Lecturas de papel
Había abordado el metro en Roma. Venía de Perugia, ciudad etrusca al centro de la Umbría. Finalizaban los años setenta. Todo en la Italia de ese tiempo era un “sciopero”, una huelga permanente. Pero en verano los italianos dejan todo a un lado y se preparan para sus vacaciones. Mientras me sentaba avisté a no más de metro y medio la silueta de unas piernas que, entrecruzadas, descansaban sus pies en unas sandalias de cuero marrón, muy al estilo de las antiguas romanas imperiales.
Era una joven de no más de veintidós años, delgada y de nariz perfilada y cabello negro, largo y brillante. Tenía entre sus manos un pequeño bolso de tela.

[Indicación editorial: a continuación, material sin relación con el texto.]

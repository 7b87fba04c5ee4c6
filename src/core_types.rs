//! Core types used throughout the system
//!
//! These are fundamental type aliases used by all modules.
//! They provide semantic meaning and enable future type evolution.

/// Trade ID - opaque UUID string, globally unique for a pipeline run.
///
/// # Constraints:
/// - **Immutable**: Once enqueued, NEVER changes
/// - **Opaque**: Never parsed, only compared and logged
pub type TradeId = String;

/// Account ID - opaque UUID string
pub type AccountId = String;

/// Broker ID - opaque UUID string
pub type BrokerId = String;

/// ISO-4217 style currency code (e.g. "USD")
pub type CurrencyCode = String;
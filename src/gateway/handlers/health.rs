//! Health check handler

use std::time::{SystemTime, UNIX_EPOCH};

use axum::Json;

use super::super::types::HealthResponse;

pub fn version_string() -> String {
    format!("{} ({})", env!("CARGO_PKG_VERSION"), env!("GIT_HASH"))
}

/// Health check endpoint
///
/// Returns the server timestamp and build version.
#[utoipa::path(
    get,
    path = "/api/v1/health",
    responses(
        (status = 200, description = "Service healthy", body = HealthResponse, content_type = "application/json")
    ),
    tag = "System"
)]
pub async fn health_check() -> Json<HealthResponse> {
    let timestamp_ms = SystemTime::now()
        .duration_since(UNIX_EPOCH)
        .map(|d| d.as_millis() as u64)
        .unwrap_or(0);

    Json(HealthResponse {
        timestamp_ms,
        version: version_string(),
    })
}

#[cfg(test)]
mod tests {
    use super::*;

    #[tokio::test]
    async fn test_health_check() {
        let Json(resp) = health_check().await;
        assert!(resp.timestamp_ms > 0);
        assert!(resp.version.starts_with(env!("CARGO_PKG_VERSION")));
    }
}
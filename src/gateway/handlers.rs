pub mod health;
pub mod pipeline;

pub use health::health_check;
pub use pipeline::{
    pipeline_status, start_classic, start_lightweight, stop_classic, stop_lightweight,
};
//! Trade producer
//!
//! Synthesizes one NEW trade per tick and pushes it into the trade channel,
//! blocking while the channel is full.

use std::sync::Arc;

use chrono::Utc;
use rand::rngs::StdRng;
use rand::{Rng, SeedableRng};
use rust_decimal::Decimal;
use tracing::debug;
use uuid::Uuid;

use crate::cancel::CancelToken;
use crate::channel::BoundedChannel;
use crate::core_types::CurrencyCode;
use crate::error::PipelineError;
use crate::models::{MONEY_SCALE, Trade};
use crate::stats::PipelineStats;
use crate::worker::StageTask;

/// Upper bound (exclusive) for synthesized unit counts
pub const MAX_UNITS: u32 = 1000;
/// Upper bound (exclusive) for synthesized amounts, in whole currency units
pub const MAX_AMOUNT: i64 = 10_000;

const SCALE_FACTOR: i64 = 10i64.pow(MONEY_SCALE);

/// Random trade generator for a fixed currency pair
#[derive(Debug)]
pub struct TradeSynthesizer {
    rng: StdRng,
    from_currency: CurrencyCode,
    to_currency: CurrencyCode,
}

impl TradeSynthesizer {
    pub fn new(from_currency: impl Into<CurrencyCode>, to_currency: impl Into<CurrencyCode>) -> Self {
        Self::with_rng(StdRng::from_entropy(), from_currency, to_currency)
    }

    /// Deterministic amounts for tests (ids are still random v4 UUIDs)
    pub fn with_seed(
        seed: u64,
        from_currency: impl Into<CurrencyCode>,
        to_currency: impl Into<CurrencyCode>,
    ) -> Self {
        Self::with_rng(StdRng::seed_from_u64(seed), from_currency, to_currency)
    }

    fn with_rng(
        rng: StdRng,
        from_currency: impl Into<CurrencyCode>,
        to_currency: impl Into<CurrencyCode>,
    ) -> Self {
        Self {
            rng,
            from_currency: from_currency.into(),
            to_currency: to_currency.into(),
        }
    }

    /// Units in `[0, 1000)`, amount in `[0, 10000)`, rate in `[0, 1)`
    pub fn next_trade(&mut self) -> Trade {
        let units = self.rng.gen_range(0..MAX_UNITS);
        let amount = Decimal::new(self.rng.gen_range(0..MAX_AMOUNT * SCALE_FACTOR), MONEY_SCALE);
        let rate = Decimal::new(self.rng.gen_range(0..SCALE_FACTOR), MONEY_SCALE);

        Trade::new(
            Uuid::new_v4().to_string(),
            Uuid::new_v4().to_string(),
            Uuid::new_v4().to_string(),
            self.from_currency.clone(),
            self.to_currency.clone(),
            units,
            amount,
            rate,
            Utc::now(),
        )
    }
}

/// Fixed-rate producer tick: build one trade, then push it
pub struct ProducerTask {
    synthesizer: TradeSynthesizer,
    output: Arc<BoundedChannel<Trade>>,
    stats: Arc<PipelineStats>,
}

impl ProducerTask {
    pub fn new(
        synthesizer: TradeSynthesizer,
        output: Arc<BoundedChannel<Trade>>,
        stats: Arc<PipelineStats>,
    ) -> Self {
        Self {
            synthesizer,
            output,
            stats,
        }
    }
}

impl StageTask for ProducerTask {
    fn tick(&mut self, cancel: &CancelToken) -> Result<(), PipelineError> {
        let trade = self.synthesizer.next_trade();
        let trade_id = trade.id().to_string();

        self.output
            .push(trade, cancel)
            .map_err(|_| PipelineError::Interrupted { stage: "producer" })?;

        self.stats.incr_produced();
        debug!(trade_id = %trade_id, queue_depth = self.output.len(), "Trade produced");
        Ok(())
    }
}

#[cfg(test)]
mod tests {
    use super::*;
    use crate::models::TradeStatus;

    #[test]
    fn test_synthesized_trade_ranges() {
        let mut synth = TradeSynthesizer::with_seed(7, "USD", "EUR");
        for _ in 0..500 {
            let trade = synth.next_trade();
            assert_eq!(trade.status(), TradeStatus::New);
            assert_eq!(trade.from_currency(), "USD");
            assert_eq!(trade.to_currency(), "EUR");
            assert!(trade.units() < MAX_UNITS);
            assert!(trade.amount() >= Decimal::ZERO);
            assert!(trade.amount() < Decimal::from(MAX_AMOUNT));
            assert!(trade.rate() >= Decimal::ZERO);
            assert!(trade.rate() < Decimal::ONE);
        }
    }

    #[test]
    fn test_synthesized_ids_distinct() {
        let mut synth = TradeSynthesizer::new("USD", "EUR");
        let a = synth.next_trade();
        let b = synth.next_trade();
        assert_ne!(a.id(), b.id());
        assert!(Uuid::parse_str(a.id()).is_ok());
    }

    #[test]
    fn test_producer_tick_pushes_one_trade() {
        let output = Arc::new(BoundedChannel::new("trades", 4).unwrap());
        let stats = Arc::new(PipelineStats::new());
        let mut task = ProducerTask::new(
            TradeSynthesizer::with_seed(1, "USD", "EUR"),
            output.clone(),
            stats.clone(),
        );

        let token = CancelToken::new();
        task.tick(&token).unwrap();
        task.tick(&token).unwrap();

        assert_eq!(output.len(), 2);
        assert_eq!(stats.snapshot().trades_produced, 2);
    }

    #[test]
    fn test_producer_tick_interrupted_when_full() {
        let output = Arc::new(BoundedChannel::new("trades", 1).unwrap());
        let stats = Arc::new(PipelineStats::new());
        let mut task = ProducerTask::new(
            TradeSynthesizer::with_seed(1, "USD", "EUR"),
            output.clone(),
            stats.clone(),
        );

        let token = CancelToken::new();
        task.tick(&token).unwrap();
        token.cancel();

        let err = task.tick(&token).unwrap_err();
        assert!(err.is_interrupted());
        assert_eq!(output.len(), 1);
        assert_eq!(stats.snapshot().trades_produced, 1);
    }
}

Quizá me quedé contemplando esas piernas y pies durante ocho o diez minutos. La mirada la interrumpían los continuos transeúntes que entraban y salían del vagón. Pero mis ojos seguían enfocados en esas tan delicadas piernas y en los pies que poseían la elegancia y refinamiento de quien los mostraba en todo su esplendor.
Paulatinamente el vagón se iba quedando solo. Las piernas, sin embargo, permanecían imperturbables. Quizá muy quedamente se alargaban para dejar ver una silueta contorneada de pantorrillas exquisitamente delineadas, firmes, blancas y bronceadas. Intuí entonces que el verano acentuaba en esa piel el cálido “ferragosto”.
No supe cuándo quedamos solos en el vagón. Ni tampoco el instante cuando ella dejó de mirarme y volteó para ver la próxima estación. Yo solo miraba esas largas y refinadas piernas y esos exquisitos pies. Acaso parte de la falda de seda italiana que delicadamente caía apenas un poco más allá de sus rodillas.
Ella se preparó para salir. Entonces quedó un espacio vacío que dejó después de levantarse. Ese espacio lo ocupó la sensación de desarraigo que experimenté cuando apenas cruzó la puerta de salida del vagón. Volteó y vi su rostro y esos ojos oscuros que melancólicamente se despedían mientras se perdía entre la muchedumbre que transita por las calles de la “cittá”.
No sé cuántos minutos permanecí contemplando ese asiento vacío. Ella permanecía allí. Su imagen quedó grabada en mi existencia como parte de mi carne y de mi sangre. No quise abordarla ni tampoco me importó el timbre de su voz, ni su mentón, ni sus manos, ni sus labios.
Solo apreciar, vivir esas largas piernas que terminaban en unos pies de finos dedos y con la piel quemada por el sol. Esas piernas cruzadas, descansando mientras sus muslos se arropaban en un vestido de verano.
Por la ventanilla del vagón vi cómo se esfumaba por entre el bullicio de manos, rostros, espaldas y vestimentas de verano de cientos de anónimas personas. Pero ella, aún sin conocerla ni saber su nombre, adquirió un rostro propio y sobre todo, un espacio en mi memoria. Ha permanecido sentada en ese vagón mostrando sus piernas y sus pies, como una película que se repite infinitamente.
Ahora, entrando al vagón de mi memoria, y después de tantos años de aquel encuentro, vuelve la lozanía, la piel tersa y exquisita de unas piernas que siguen transitando mis ojos, y entonces regresa la infinita y jovial aventura de la primera vez, la emoción de vivir la plenitud de los instantes, de esas incandescencias, esas ráfagas de esplendores de vida que ofrecen los contornos, las siluetas, las curvas de ese misterioso, sobrecogedor y esplendoroso ser que es la mujer y lo femenino.